In State v. Pabst, 268 Kan. 501, Syl. ¶ 1, 996 P.2d 321 (2000), the court ruled: "To predicate reversible error on prosecutorial misconduct the error must be of such a magnitude as to deny a defendant's constitutional right to a fair trial." Instead of showing the court how the prosecutor's argument could have denied a fair trial, Roberson assumes the question by simply asserting that prosecutorial misconduct is contrary to a fair trial. The greater part of his argument focuses on the instructions, and he contends that the combined instructions and prosecutor's closing argument deprived him of a fair trial. The instructions, as already discussed, are consistent with a fair trial. The prosecutor's remarks go beyond the instructions in telling the jurors not to look at any elements instructions after the premeditated murder instruction, but Roberson has presented nothing from which the court would conclude that he was deprived of a fair trial on account of the closing argument.

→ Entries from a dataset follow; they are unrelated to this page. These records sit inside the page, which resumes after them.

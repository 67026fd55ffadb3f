//! Run statistics accumulator
//!
//! Every test owns a local `Reporter`; the executor merges the partial
//! reporters it gets back from workers into one final reporter.

use serde::{Deserialize, Serialize};
use std::io::Write;
use std::ops::AddAssign;

use super::Failure;
use crate::output::{Color, ColorName};

/// Counters plus the failure records of a (partial) run
#[derive(Clone, Debug, Default, Serialize, Deserialize)]
pub struct Reporter {
    test_count: usize,
    expectation_count: usize,
    success_count: usize,
    failure_count: usize,
    failures: Vec<Failure>,

    /// Where progress glyphs go; `None` keeps the reporter silent
    #[serde(skip)]
    progress: Option<Color>,
}

impl Reporter {
    /// Create a silent reporter
    pub fn new() -> Self {
        Self::default()
    }

    /// Emit one glyph per finished test on stdout
    pub fn with_progress(mut self, color: Color) -> Self {
        self.progress = Some(color);
        self
    }

    pub fn increment_test_count(&mut self) -> usize {
        self.test_count += 1;
        self.test_count
    }

    pub fn increment_expectation_count(&mut self) -> usize {
        self.expectation_count += 1;
        self.expectation_count
    }

    pub fn increment_success_count(&mut self) -> usize {
        self.glyph(".", ColorName::Green);
        self.success_count += 1;
        self.success_count
    }

    pub fn increment_failure_count(&mut self, failure: Failure) -> usize {
        self.glyph("F", ColorName::Red);
        self.failures.push(failure);
        self.failure_count += 1;
        self.failure_count
    }

    /// Fold a partial reporter into this one.
    ///
    /// Counters are summed and failures appended, so merging in any order
    /// yields the same totals. `other` is consumed: a partial result can
    /// only be transferred once.
    pub fn merge(&mut self, other: Reporter) {
        self.test_count += other.test_count;
        self.expectation_count += other.expectation_count;
        self.success_count += other.success_count;
        self.failure_count += other.failure_count;
        self.failures.extend(other.failures);
    }

    /// 0 when nothing failed, 1 otherwise
    pub fn exit_status(&self) -> i32 {
        if self.failure_count == 0 {
            0
        } else {
            1
        }
    }

    pub fn test_count(&self) -> usize {
        self.test_count
    }

    pub fn expectation_count(&self) -> usize {
        self.expectation_count
    }

    pub fn success_count(&self) -> usize {
        self.success_count
    }

    pub fn failure_count(&self) -> usize {
        self.failure_count
    }

    pub fn failures(&self) -> &[Failure] {
        &self.failures
    }

    /// Drop the failure at `index` and count that test as a success
    pub fn mark_fixed(&mut self, index: usize) -> Option<Failure> {
        if index >= self.failures.len() {
            return None;
        }

        let failure = self.failures.remove(index);
        self.failure_count = self.failure_count.saturating_sub(1);
        self.success_count += 1;
        Some(failure)
    }

    /// Swap the failure at `index` for a fresh one from a rerun
    pub fn replace_failure(&mut self, index: usize, failure: Failure) {
        if let Some(slot) = self.failures.get_mut(index) {
            *slot = failure;
        }
    }

    fn glyph(&self, glyph: &str, color: ColorName) {
        if let Some(painter) = self.progress {
            let mut stdout = std::io::stdout().lock();
            let _ = write!(stdout, "{}", painter.paint(glyph, color));
            let _ = stdout.flush();
        }
    }
}

impl AddAssign for Reporter {
    fn add_assign(&mut self, other: Reporter) {
        self.merge(other);
    }
}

Finally, Roberson argues that State v. Conley, 270 Kan. 18, 11 P.3d 1147 (2000), cert. denied 149 L. Ed. 2d 308 (2001), was incorrectly decided and asks the court to overrule it and declare the hard 40 sentencing scheme unconstitutional. The basis of his argument is that the court improperly relied on McMillan v. Pennsylvania, 477 U.S. 79, 91 L. Ed. 2d 67, 106 S. Ct. 2411 (1986), because the Pennsylvania statute at issue in McMillan and the Kansas hard 40 sentencing scheme are not comparable. Roberson's argument amounts to a motion for reconsideration of Conley. We deny his motion.

Affirmed.

DAVIS, J., not participating.

BRAZIL, Chief Judge, Retired, assigned.